Шадькович в ответ на его вопрос только плечами пожал:
– У меня никого нет, говорить некому. Правда, я Дмитрию
Дмитриевичу сказал, но он – особая статья.
Сергей кивнул:
– Ну да, вы единомышленники. А больше, значит, никому, а,
Кирилл Андреевич?
– Клянусь.
– Хорошо. А вы, Дмитрий Дмитриевич?
– О заявлении – ни словом никому не упомянул, нет. Однако я
сто раз говорил и жене, и друзьям в Войсковом союзе, что страшно тоскую по
России. Не далее как вчера спорили среди господ офицеров, что каждому из нас
дороже: свобода или Россия. Вышло, что всем дороже свобода, потому-то мы здесь,
а Россия – там. Но потом воленс-ноленс стал вопрос: а нужна ли нам свобода без
России? На самом деле таких, как я, больных тоской по родине, очень много, и я
как раз не согласен, что мы с Кириллом Андреевичем должны молчать. Напротив,
надо рассказывать! Не всем, конечно, а людям, которым мы доверяем. Вы и ваша
деятельность должны быть ближе, понятней возможным возвращенцам. Ведь вас
многие просто-напросто боятся: стоит, мол, к вам на порог, как человек будет
схвачен и тайно вывезен в большевистские застенки.
Тут он невольно запнулся.
Сергей взглянул понимающе:
– Что, по-прежнему говорят, будто похищение Кутепова и
Миллера – рука Москвы?
– А разве нет? – открыто взглянул Дмитрий.
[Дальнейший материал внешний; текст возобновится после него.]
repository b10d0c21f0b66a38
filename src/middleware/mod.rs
pub mod request_id;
Сергей укоризненно качнул головой:
– Я бы знал. Нет, мы не причастны.
– А между тем генерал Скоблин исчез, его жена певица
Плевицкая арестована как соучастница похищения Миллера. Якобы имеются
неопровержимые доказательства, однако их никто никому не предъявляет, берегут
до суда. В РОВСе сейчас разброд и шатания, за каких-то несколько месяцев все
разительно переменились. Скажите, а правда, что Скоблин и Надежда Васильевна
были вашими агентами?
– Совершенно не понимаю, о чем вы говорите, – пожал плечами
Сергей. Он был так худ, что костюм при всяком движении привольно болтался на
нем, словно не человеческое тело облегал, а покрывал некое бесплотное существо.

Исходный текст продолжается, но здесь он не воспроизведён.